→ Work to be completed
The records that follow must be repeated verbatim, every one of them.

→ Material provided
:::

mod field;
mod model;
mod normalizer;
mod parser;
mod registry;
mod repository;
mod source;

pub use field::JobField;
pub use model::{CoreCompetency, Employer, Job, Location, NamedEntity, PositionType};
pub use parser::JobCatalog;
pub use registry::EntityRegistry;
pub use repository::JobData;
pub use source::{CsvFile, InMemoryCsv, JobSource};

/// Reasons a job export could not be loaded.
#[derive(Debug, thiserror::Error)]
pub enum LoadError {
    #[error("failed to read job export: {0}")]
    Io(#[from] std::io::Error),
    #[error("invalid job CSV data: {0}")]
    Csv(#[from] csv::Error),
    #[error("row on line {line} has {found} columns, expected 5")]
    ShortRow { line: u64, found: usize },
}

:::

→ Task response
mod field;
mod model;
mod normalizer;
mod parser;
mod registry;
mod repository;
mod source;

pub use field::JobField;
pub use model::{CoreCompetency, Employer, Job, Location, NamedEntity, PositionType};
pub use parser::JobCatalog;
pub use registry::EntityRegistry;
pub use repository::JobData;
pub use source::{CsvFile, InMemoryCsv, JobSource};

/// Reasons a job export could not be loaded.
#[derive(Debug, thiserror::Error)]
pub enum LoadError {
    #[error("failed to read job export: {0}")]
    Io(#[from] std::io::Error),
    #[error("invalid job CSV data: {0}")]
    Csv(#[from] csv::Error),
    #[error("row on line {line} has {found} columns, expected 5")]
    ShortRow { line: u64, found: usize },
}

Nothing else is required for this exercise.